Records from a dataset:
---
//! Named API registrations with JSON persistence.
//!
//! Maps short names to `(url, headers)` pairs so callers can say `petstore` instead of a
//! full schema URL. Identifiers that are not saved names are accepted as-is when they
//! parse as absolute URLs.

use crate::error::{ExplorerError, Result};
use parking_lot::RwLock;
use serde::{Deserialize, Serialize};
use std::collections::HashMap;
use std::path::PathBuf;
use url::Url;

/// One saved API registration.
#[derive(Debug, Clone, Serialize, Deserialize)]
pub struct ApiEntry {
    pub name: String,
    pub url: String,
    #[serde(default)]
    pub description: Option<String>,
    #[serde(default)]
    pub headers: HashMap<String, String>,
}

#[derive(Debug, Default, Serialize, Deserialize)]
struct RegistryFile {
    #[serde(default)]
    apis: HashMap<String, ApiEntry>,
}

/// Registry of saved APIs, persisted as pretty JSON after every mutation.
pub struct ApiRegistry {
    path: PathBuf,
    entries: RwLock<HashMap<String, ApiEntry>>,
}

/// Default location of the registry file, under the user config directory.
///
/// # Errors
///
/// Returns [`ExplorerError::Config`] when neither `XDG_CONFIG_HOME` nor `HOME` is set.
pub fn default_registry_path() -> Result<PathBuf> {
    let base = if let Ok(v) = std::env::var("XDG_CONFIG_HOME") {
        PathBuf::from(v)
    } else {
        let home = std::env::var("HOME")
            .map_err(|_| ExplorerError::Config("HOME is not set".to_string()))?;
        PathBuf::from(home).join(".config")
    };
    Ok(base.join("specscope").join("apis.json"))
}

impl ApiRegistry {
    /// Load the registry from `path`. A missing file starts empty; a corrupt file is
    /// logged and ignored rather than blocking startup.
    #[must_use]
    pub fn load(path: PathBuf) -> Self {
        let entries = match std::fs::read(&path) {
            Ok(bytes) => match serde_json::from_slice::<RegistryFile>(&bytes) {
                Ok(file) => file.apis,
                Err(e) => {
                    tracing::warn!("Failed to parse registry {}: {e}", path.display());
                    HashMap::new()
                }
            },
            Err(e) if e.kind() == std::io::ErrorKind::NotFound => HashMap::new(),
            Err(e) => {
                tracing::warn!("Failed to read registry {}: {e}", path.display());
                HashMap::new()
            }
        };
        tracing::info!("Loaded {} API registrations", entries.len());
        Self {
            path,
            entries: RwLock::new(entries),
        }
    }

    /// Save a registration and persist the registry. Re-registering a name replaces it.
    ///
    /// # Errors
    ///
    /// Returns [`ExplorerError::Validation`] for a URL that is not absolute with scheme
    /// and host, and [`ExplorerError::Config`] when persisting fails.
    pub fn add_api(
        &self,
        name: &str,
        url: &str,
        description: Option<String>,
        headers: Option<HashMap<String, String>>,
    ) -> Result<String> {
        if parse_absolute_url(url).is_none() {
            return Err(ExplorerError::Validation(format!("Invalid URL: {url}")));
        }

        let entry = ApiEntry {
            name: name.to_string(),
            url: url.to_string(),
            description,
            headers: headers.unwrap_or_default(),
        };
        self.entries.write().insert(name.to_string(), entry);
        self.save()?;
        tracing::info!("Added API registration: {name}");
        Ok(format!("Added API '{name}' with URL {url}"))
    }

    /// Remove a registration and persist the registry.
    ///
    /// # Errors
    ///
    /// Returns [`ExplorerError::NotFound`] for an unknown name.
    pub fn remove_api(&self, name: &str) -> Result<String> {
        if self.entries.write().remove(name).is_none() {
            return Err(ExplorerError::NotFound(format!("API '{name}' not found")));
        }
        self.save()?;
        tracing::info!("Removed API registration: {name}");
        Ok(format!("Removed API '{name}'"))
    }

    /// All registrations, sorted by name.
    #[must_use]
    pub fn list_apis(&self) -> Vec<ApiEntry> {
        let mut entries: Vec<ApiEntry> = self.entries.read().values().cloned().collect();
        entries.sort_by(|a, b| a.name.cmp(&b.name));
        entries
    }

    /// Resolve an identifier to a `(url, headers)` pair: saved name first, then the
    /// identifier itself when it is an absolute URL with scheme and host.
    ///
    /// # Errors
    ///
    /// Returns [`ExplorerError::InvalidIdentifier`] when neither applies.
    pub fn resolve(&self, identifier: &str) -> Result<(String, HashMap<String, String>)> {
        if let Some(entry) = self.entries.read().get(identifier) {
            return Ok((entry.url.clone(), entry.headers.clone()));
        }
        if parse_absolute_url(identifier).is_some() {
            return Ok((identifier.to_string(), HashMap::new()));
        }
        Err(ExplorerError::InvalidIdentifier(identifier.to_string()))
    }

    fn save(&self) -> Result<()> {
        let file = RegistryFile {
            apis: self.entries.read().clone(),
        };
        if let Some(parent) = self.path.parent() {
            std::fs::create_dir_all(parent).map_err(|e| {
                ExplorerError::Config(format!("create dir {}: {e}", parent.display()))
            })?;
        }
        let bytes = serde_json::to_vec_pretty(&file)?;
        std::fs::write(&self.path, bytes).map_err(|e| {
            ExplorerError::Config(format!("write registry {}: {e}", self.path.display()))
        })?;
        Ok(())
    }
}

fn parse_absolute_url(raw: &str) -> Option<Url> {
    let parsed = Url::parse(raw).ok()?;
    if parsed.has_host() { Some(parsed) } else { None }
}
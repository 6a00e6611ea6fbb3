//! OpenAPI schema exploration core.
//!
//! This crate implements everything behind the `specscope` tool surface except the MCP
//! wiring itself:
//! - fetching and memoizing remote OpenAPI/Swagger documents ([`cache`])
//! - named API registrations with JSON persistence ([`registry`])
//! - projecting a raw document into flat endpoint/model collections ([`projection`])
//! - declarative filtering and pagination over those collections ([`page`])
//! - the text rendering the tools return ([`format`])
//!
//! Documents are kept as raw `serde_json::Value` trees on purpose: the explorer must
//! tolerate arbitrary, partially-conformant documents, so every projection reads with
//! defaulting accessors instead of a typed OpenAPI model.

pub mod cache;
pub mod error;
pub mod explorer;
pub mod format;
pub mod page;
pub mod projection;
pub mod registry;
---
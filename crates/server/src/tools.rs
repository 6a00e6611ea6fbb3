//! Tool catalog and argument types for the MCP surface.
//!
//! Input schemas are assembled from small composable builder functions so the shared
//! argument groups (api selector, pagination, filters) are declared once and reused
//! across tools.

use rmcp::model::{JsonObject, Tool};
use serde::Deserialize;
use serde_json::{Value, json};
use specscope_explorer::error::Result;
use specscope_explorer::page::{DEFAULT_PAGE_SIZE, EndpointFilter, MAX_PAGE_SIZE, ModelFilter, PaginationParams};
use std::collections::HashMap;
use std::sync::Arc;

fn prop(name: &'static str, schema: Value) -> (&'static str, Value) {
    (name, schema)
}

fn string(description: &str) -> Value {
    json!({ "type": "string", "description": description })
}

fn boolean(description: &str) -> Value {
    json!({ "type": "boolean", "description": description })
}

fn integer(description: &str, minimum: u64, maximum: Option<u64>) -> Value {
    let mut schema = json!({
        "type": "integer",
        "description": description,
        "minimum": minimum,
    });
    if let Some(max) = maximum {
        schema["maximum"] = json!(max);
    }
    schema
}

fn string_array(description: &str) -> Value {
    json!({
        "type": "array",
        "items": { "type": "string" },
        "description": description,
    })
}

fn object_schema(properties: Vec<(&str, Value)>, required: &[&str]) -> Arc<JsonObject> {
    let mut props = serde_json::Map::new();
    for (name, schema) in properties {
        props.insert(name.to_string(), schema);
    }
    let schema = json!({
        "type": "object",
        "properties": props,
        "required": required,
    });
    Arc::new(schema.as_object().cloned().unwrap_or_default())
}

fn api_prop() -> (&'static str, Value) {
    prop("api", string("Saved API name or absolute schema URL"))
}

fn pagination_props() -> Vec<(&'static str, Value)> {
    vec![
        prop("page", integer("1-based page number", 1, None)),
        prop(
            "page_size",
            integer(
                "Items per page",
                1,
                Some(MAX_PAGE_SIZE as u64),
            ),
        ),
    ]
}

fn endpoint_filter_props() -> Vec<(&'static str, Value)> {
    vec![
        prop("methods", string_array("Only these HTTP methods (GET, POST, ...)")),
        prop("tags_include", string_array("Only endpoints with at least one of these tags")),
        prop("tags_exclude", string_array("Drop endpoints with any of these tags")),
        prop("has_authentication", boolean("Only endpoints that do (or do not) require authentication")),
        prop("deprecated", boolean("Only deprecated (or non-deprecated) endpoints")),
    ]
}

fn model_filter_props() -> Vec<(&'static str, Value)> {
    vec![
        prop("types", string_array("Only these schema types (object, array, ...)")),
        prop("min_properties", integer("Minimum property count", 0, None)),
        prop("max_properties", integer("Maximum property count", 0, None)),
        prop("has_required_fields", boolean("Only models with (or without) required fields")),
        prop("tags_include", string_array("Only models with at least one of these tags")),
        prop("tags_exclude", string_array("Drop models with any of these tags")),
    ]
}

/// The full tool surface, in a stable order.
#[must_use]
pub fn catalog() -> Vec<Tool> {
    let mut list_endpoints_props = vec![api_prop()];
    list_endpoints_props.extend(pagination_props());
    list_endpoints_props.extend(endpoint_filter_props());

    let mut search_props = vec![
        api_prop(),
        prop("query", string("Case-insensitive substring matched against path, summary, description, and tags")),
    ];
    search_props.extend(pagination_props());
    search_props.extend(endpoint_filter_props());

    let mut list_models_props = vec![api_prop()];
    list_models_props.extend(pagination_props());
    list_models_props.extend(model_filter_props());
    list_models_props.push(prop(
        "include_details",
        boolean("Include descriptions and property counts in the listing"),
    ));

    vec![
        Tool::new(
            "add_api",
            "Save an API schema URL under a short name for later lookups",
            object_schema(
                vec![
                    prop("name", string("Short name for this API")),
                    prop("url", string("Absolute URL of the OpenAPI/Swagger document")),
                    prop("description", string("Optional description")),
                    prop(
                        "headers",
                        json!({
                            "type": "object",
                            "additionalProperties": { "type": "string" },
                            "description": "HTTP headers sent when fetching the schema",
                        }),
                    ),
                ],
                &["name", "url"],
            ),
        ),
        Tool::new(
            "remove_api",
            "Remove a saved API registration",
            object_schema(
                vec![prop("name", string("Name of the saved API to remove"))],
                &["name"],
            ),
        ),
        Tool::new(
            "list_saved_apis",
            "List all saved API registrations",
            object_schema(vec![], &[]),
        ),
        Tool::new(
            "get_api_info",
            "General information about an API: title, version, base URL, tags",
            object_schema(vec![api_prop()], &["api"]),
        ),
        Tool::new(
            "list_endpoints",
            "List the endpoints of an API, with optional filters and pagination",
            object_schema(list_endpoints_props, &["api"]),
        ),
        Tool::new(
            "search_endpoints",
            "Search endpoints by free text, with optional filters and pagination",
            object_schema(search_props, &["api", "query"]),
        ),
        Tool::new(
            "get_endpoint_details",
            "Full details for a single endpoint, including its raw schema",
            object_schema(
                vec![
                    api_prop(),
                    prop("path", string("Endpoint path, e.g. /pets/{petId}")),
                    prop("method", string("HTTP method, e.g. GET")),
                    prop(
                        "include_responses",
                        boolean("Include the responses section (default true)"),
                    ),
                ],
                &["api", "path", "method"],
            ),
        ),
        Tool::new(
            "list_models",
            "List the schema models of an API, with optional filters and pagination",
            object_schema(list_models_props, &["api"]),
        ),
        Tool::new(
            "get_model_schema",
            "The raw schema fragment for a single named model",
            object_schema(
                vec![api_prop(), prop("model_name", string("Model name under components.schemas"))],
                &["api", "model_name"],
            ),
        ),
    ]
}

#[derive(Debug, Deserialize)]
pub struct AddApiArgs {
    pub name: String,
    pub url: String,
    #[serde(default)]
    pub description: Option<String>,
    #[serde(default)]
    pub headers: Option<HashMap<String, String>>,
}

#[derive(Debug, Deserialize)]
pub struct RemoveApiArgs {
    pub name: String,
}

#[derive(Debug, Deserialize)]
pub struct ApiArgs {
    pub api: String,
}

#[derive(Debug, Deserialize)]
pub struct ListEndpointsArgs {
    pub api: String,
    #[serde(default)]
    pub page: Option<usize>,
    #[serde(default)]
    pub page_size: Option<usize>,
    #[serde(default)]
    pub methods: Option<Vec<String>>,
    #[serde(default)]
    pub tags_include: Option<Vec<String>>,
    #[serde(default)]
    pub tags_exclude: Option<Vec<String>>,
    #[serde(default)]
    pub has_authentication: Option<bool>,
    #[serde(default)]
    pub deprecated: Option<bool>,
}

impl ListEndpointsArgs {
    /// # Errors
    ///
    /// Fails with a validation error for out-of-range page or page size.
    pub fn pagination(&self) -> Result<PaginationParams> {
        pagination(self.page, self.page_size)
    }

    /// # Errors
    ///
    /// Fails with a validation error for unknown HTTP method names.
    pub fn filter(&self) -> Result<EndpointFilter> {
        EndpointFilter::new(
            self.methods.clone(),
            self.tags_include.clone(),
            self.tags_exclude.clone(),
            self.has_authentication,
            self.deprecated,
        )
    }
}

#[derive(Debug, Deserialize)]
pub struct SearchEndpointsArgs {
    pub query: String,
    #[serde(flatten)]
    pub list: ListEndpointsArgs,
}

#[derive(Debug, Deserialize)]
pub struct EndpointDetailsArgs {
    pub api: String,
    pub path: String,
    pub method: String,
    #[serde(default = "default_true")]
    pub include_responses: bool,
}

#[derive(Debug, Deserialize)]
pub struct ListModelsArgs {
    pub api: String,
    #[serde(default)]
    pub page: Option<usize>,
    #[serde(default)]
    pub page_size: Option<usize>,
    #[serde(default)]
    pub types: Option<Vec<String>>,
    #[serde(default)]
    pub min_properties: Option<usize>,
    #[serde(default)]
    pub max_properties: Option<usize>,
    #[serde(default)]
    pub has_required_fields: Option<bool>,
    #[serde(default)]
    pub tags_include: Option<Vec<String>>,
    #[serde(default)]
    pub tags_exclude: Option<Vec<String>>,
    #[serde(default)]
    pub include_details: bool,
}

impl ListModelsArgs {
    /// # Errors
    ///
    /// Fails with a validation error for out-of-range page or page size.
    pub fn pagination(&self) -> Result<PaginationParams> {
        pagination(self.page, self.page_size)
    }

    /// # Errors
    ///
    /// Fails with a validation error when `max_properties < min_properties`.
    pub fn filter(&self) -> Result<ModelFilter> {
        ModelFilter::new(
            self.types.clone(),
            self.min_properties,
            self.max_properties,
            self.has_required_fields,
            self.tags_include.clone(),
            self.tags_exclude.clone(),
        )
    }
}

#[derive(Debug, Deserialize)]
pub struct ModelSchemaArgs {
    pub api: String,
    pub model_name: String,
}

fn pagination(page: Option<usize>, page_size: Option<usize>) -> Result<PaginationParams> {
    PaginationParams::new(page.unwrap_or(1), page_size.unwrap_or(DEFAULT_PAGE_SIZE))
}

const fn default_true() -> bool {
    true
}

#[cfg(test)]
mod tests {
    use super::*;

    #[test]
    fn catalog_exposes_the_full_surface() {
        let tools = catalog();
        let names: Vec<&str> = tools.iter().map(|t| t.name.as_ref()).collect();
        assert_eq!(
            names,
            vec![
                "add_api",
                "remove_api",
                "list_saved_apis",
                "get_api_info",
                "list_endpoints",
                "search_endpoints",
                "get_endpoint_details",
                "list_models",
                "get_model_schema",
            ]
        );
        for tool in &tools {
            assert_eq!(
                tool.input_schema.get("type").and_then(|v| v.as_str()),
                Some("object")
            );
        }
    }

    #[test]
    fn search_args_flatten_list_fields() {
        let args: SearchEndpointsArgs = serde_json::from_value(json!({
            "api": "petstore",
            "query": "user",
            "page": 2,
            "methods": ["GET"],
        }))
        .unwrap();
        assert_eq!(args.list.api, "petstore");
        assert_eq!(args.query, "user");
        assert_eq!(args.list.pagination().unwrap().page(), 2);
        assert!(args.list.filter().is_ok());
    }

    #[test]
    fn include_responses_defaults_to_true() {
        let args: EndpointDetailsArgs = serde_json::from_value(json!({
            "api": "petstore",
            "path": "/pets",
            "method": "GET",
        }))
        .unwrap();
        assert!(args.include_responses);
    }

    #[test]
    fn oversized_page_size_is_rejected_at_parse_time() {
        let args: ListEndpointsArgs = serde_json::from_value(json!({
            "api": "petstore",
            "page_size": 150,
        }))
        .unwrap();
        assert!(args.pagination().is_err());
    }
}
---
* What to produce:
Once you find the line with "with JSON persistence." in the entries above, output it and each line after it up to and including the line with "after every mutation.", and nothing else.

* Solution for this problem:
//! Named API registrations with JSON persistence.
//!
//! Maps short names to `(url, headers)` pairs so callers can say `petstore` instead of a
//! full schema URL. Identifiers that are not saved names are accepted as-is when they
//! parse as absolute URLs.

use crate::error::{ExplorerError, Result};
use parking_lot::RwLock;
use serde::{Deserialize, Serialize};
use std::collections::HashMap;
use std::path::PathBuf;
use url::Url;

/// One saved API registration.
#[derive(Debug, Clone, Serialize, Deserialize)]
pub struct ApiEntry {
    pub name: String,
    pub url: String,
    #[serde(default)]
    pub description: Option<String>,
    #[serde(default)]
    pub headers: HashMap<String, String>,
}

#[derive(Debug, Default, Serialize, Deserialize)]
struct RegistryFile {
    #[serde(default)]
    apis: HashMap<String, ApiEntry>,
}

/// Registry of saved APIs, persisted as pretty JSON after every mutation.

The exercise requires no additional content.